Your response needs to be the data below, retyped exactly.
+ + + + + + +
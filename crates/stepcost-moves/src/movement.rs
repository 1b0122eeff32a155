use std::fmt;

/// Outcome of evaluating a single step.
///
/// A blocked move is a normal answer, not an error.
#[derive(Debug, Clone, Copy, PartialEq)]
#[cfg_attr(feature = "serde", derive(serde::Serialize, serde::Deserialize))]
pub enum Movement {
    /// The step may be taken at the given traversal cost.
    Allowed { cost: f64 },
    /// The step is forbidden.
    Blocked,
}

impl Movement {
    /// Whether the step may be taken.
    #[inline]
    pub fn allowed(self) -> bool {
        matches!(self, Self::Allowed { .. })
    }

    /// Traversal cost, only defined for allowed steps.
    #[inline]
    pub fn cost(self) -> Option<f64> {
        match self {
            Self::Allowed { cost } => Some(cost),
            Self::Blocked => None,
        }
    }
}

impl fmt::Display for Movement {
    fn fmt(&self, f: &mut fmt::Formatter<'_>) -> fmt::Result {
        match self {
            Self::Allowed { cost } => write!(f, "{cost}"),
            Self::Blocked => write!(f, "impossible"),
        }
    }
}

#[cfg(test)]
mod tests {
    use super::*;

    #[test]
    fn accessors() {
        let m = Movement::Allowed { cost: 5.0 };
        assert!(m.allowed());
        assert_eq!(m.cost(), Some(5.0));
        assert!(!Movement::Blocked.allowed());
        assert_eq!(Movement::Blocked.cost(), None);
    }

    #[test]
    fn display() {
        assert_eq!(Movement::Allowed { cost: 1.0 }.to_string(), "1");
        assert_eq!(Movement::Blocked.to_string(), "impossible");
    }

    #[cfg(feature = "serde")]
    #[test]
    fn serde_roundtrip() {
        let m = Movement::Allowed { cost: 5.0 };
        let json = serde_json::to_string(&m).unwrap();
        let back: Movement = serde_json::from_str(&json).unwrap();
        assert_eq!(m, back);
    }
}
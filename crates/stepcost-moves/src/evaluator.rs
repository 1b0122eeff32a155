//! Single-step movement evaluation.

use std::f64::consts::SQRT_2;

use stepcost_core::{Offset, Position, TerrainKind};

use crate::corners::shared_corners;
use crate::error::InvalidRequest;
use crate::index::SpatialIndex;
use crate::movement::Movement;

/// Evaluates steps between adjacent cells of a [`SpatialIndex`].
///
/// Holds no state besides the borrowed index, so one evaluator (or many)
/// can be used concurrently.
#[derive(Debug, Clone, Copy)]
pub struct MovementEvaluator<'a> {
    index: &'a SpatialIndex,
}

impl<'a> MovementEvaluator<'a> {
    pub fn new(index: &'a SpatialIndex) -> Self {
        Self { index }
    }

    /// Evaluate the step from `from` to `to`.
    ///
    /// Orthogonal steps cost the weight of the destination. Diagonal steps
    /// cost `sqrt(2)` times that weight, and are refused when both shared
    /// corners are stone. Entering stone is always refused.
    ///
    /// Fails if either cell is off the grid or the cells are not adjacent.
    pub fn evaluate(&self, from: Position, to: Position) -> Result<Movement, InvalidRequest> {
        self.check_bounds(from)?;
        self.check_bounds(to)?;
        let step = from.offset_to(to);
        if !step.is_adjacent() {
            return Err(InvalidRequest::NotAdjacent { from, to });
        }

        let dest = self.index.terrain_at(to);
        let movement = if step.is_orthogonal() {
            enter(dest, 1.0)
        } else if self.corner_cut(from, to) {
            log::trace!("corner cut refused: {from} -> {to}");
            Movement::Blocked
        } else {
            enter(dest, SQRT_2)
        };

        log::trace!("move {from} -> {to}: {movement}");
        Ok(movement)
    }

    /// Evaluate every in-bounds step out of `from`.
    pub fn neighbours(&self, from: Position) -> Result<Vec<(Position, Movement)>, InvalidRequest> {
        self.check_bounds(from)?;
        let mut out = Vec::with_capacity(Offset::DIRECTIONS.len());
        for d in Offset::DIRECTIONS {
            let to = from + d;
            if self.index.contains(to) {
                out.push((to, self.evaluate(from, to)?));
            }
        }
        Ok(out)
    }

    fn check_bounds(&self, pos: Position) -> Result<(), InvalidRequest> {
        if self.index.contains(pos) {
            Ok(())
        } else {
            Err(InvalidRequest::OutOfBounds {
                pos,
                bounds: self.index.bounds(),
            })
        }
    }

    /// Whether both shared corners of the diagonal step are stone.
    fn corner_cut(&self, from: Position, to: Position) -> bool {
        shared_corners(from, to).is_some_and(|corners| {
            corners
                .iter()
                .all(|&c| self.index.lookup(c).is_some_and(TerrainKind::is_blocking))
        })
    }
}

/// Cost of entering `dest`, scaled by the step length.
fn enter(dest: TerrainKind, scale: f64) -> Movement {
    match dest.weight() {
        Some(w) => Movement::Allowed { cost: scale * w },
        None => Movement::Blocked,
    }
}

impl SpatialIndex {
    /// Shorthand for `MovementEvaluator::new(self).evaluate(from, to)`.
    pub fn evaluate(&self, from: Position, to: Position) -> Result<Movement, InvalidRequest> {
        MovementEvaluator::new(self).evaluate(from, to)
    }
}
+ + + + + + +
**EXERCISE RESPONSE**
filename crates/stepcost-moves/src/movement.rs
repository 1b0122eeff32a155
use std::fmt;

/// Outcome of evaluating a single step.
///
/// A blocked move is a normal answer, not an error.
#[derive(Debug, Clone, Copy, PartialEq)]
#[cfg_attr(feature = "serde", derive(serde::Serialize, serde::Deserialize))]
pub enum Movement {
    /// The step may be taken at the given traversal cost.
    Allowed { cost: f64 },
    /// The step is forbidden.
    Blocked,
}

impl Movement {
    /// Whether the step may be taken.
    #[inline]
    pub fn allowed(self) -> bool {
        matches!(self, Self::Allowed { .. })
    }

    /// Traversal cost, only defined for allowed steps.
    #[inline]
    pub fn cost(self) -> Option<f64> {
        match self {
            Self::Allowed { cost } => Some(cost),
            Self::Blocked => None,
        }
    }
}

impl fmt::Display for Movement {
    fn fmt(&self, f: &mut fmt::Formatter<'_>) -> fmt::Result {
        match self {
            Self::Allowed { cost } => write!(f, "{cost}"),
            Self::Blocked => write!(f, "impossible"),
        }
    }
}

#[cfg(test)]
mod tests {
    use super::*;

    #[test]
    fn accessors() {
        let m = Movement::Allowed { cost: 5.0 };
        assert!(m.allowed());
        assert_eq!(m.cost(), Some(5.0));
        assert!(!Movement::Blocked.allowed());
        assert_eq!(Movement::Blocked.cost(), None);
    }

    #[test]
    fn display() {
        assert_eq!(Movement::Allowed { cost: 1.0 }.to_string(), "1");
        assert_eq!(Movement::Blocked.to_string(), "impossible");
    }

    #[cfg(feature = "serde")]
    #[test]
    fn serde_roundtrip() {
        let m = Movement::Allowed { cost: 5.0 };
        let json = serde_json::to_string(&m).unwrap();
        let back: Movement = serde_json::from_str(&json).unwrap();
        assert_eq!(m, back);
    }
}
filename crates/stepcost-moves/src/evaluator.rs
repository 1b0122eeff32a155
//! Single-step movement evaluation.

use std::f64::consts::SQRT_2;

use stepcost_core::{Offset, Position, TerrainKind};

use crate::corners::shared_corners;
use crate::error::InvalidRequest;
use crate::index::SpatialIndex;
use crate::movement::Movement;

/// Evaluates steps between adjacent cells of a [`SpatialIndex`].
///
/// Holds no state besides the borrowed index, so one evaluator (or many)
/// can be used concurrently.
#[derive(Debug, Clone, Copy)]
pub struct MovementEvaluator<'a> {
    index: &'a SpatialIndex,
}

impl<'a> MovementEvaluator<'a> {
    pub fn new(index: &'a SpatialIndex) -> Self {
        Self { index }
    }

    /// Evaluate the step from `from` to `to`.
    ///
    /// Orthogonal steps cost the weight of the destination. Diagonal steps
    /// cost `sqrt(2)` times that weight, and are refused when both shared
    /// corners are stone. Entering stone is always refused.
    ///
    /// Fails if either cell is off the grid or the cells are not adjacent.
    pub fn evaluate(&self, from: Position, to: Position) -> Result<Movement, InvalidRequest> {
        self.check_bounds(from)?;
        self.check_bounds(to)?;
        let step = from.offset_to(to);
        if !step.is_adjacent() {
            return Err(InvalidRequest::NotAdjacent { from, to });
        }

        let dest = self.index.terrain_at(to);
        let movement = if step.is_orthogonal() {
            enter(dest, 1.0)
        } else if self.corner_cut(from, to) {
            log::trace!("corner cut refused: {from} -> {to}");
            Movement::Blocked
        } else {
            enter(dest, SQRT_2)
        };

        log::trace!("move {from} -> {to}: {movement}");
        Ok(movement)
    }

    /// Evaluate every in-bounds step out of `from`.
    pub fn neighbours(&self, from: Position) -> Result<Vec<(Position, Movement)>, InvalidRequest> {
        self.check_bounds(from)?;
        let mut out = Vec::with_capacity(Offset::DIRECTIONS.len());
        for d in Offset::DIRECTIONS {
            let to = from + d;
            if self.index.contains(to) {
                out.push((to, self.evaluate(from, to)?));
            }
        }
        Ok(out)
    }

    fn check_bounds(&self, pos: Position) -> Result<(), InvalidRequest> {
        if self.index.contains(pos) {
            Ok(())
        } else {
            Err(InvalidRequest::OutOfBounds {
                pos,
                bounds: self.index.bounds(),
            })
        }
    }

    /// Whether both shared corners of the diagonal step are stone.
    fn corner_cut(&self, from: Position, to: Position) -> bool {
        shared_corners(from, to).is_some_and(|corners| {
            corners
                .iter()
                .all(|&c| self.index.lookup(c).is_some_and(TerrainKind::is_blocking))
        })
    }
}

/// Cost of entering `dest`, scaled by the step length.
fn enter(dest: TerrainKind, scale: f64) -> Movement {
    match dest.weight() {
        Some(w) => Movement::Allowed { cost: scale * w },
        None => Movement::Blocked,
    }
}

impl SpatialIndex {
    /// Shorthand for `MovementEvaluator::new(self).evaluate(from, to)`.
    pub fn evaluate(&self, from: Position, to: Position) -> Result<Movement, InvalidRequest> {
        MovementEvaluator::new(self).evaluate(from, to)
    }
}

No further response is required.